Aim of the task: What is needed is an exact copy of every entry.

════════════════

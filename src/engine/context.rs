use super::Scheduler;

/// The state of a run as seen by a vertex program.
pub struct Context<'a> {
    iteration: usize,
    scheduler: Option<&'a dyn Scheduler>,
    last_iteration: Option<usize>,
}

impl<'a> Context<'a> {
    pub fn new(iteration: usize, scheduler: Option<&'a dyn Scheduler>) -> Self {
        Self {
            iteration,
            scheduler,
            last_iteration: None,
        }
    }

    pub fn iteration(&self) -> usize {
        self.iteration
    }

    /// The selective scheduler, `None` when every vertex is visited every iteration.
    pub fn scheduler(&self) -> Option<&'a dyn Scheduler> {
        self.scheduler
    }

    /// Ask the engine to stop once `iteration` has finished.
    pub fn set_last_iteration(&mut self, iteration: usize) {
        self.last_iteration = Some(iteration);
    }

    pub fn last_iteration(&self) -> Option<usize> {
        self.last_iteration
    }
}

════════════════

Your response:
filename src/engine/context.rs
use super::Scheduler;

/// The state of a run as seen by a vertex program.
pub struct Context<'a> {
    iteration: usize,
    scheduler: Option<&'a dyn Scheduler>,
    last_iteration: Option<usize>,
}

impl<'a> Context<'a> {
    pub fn new(iteration: usize, scheduler: Option<&'a dyn Scheduler>) -> Self {
        Self {
            iteration,
            scheduler,
            last_iteration: None,
        }
    }

    pub fn iteration(&self) -> usize {
        self.iteration
    }

    /// The selective scheduler, `None` when every vertex is visited every iteration.
    pub fn scheduler(&self) -> Option<&'a dyn Scheduler> {
        self.scheduler
    }

    /// Ask the engine to stop once `iteration` has finished.
    pub fn set_last_iteration(&mut self, iteration: usize) {
        self.last_iteration = Some(iteration);
    }

    pub fn last_iteration(&self) -> Option<usize> {
        self.last_iteration
    }
}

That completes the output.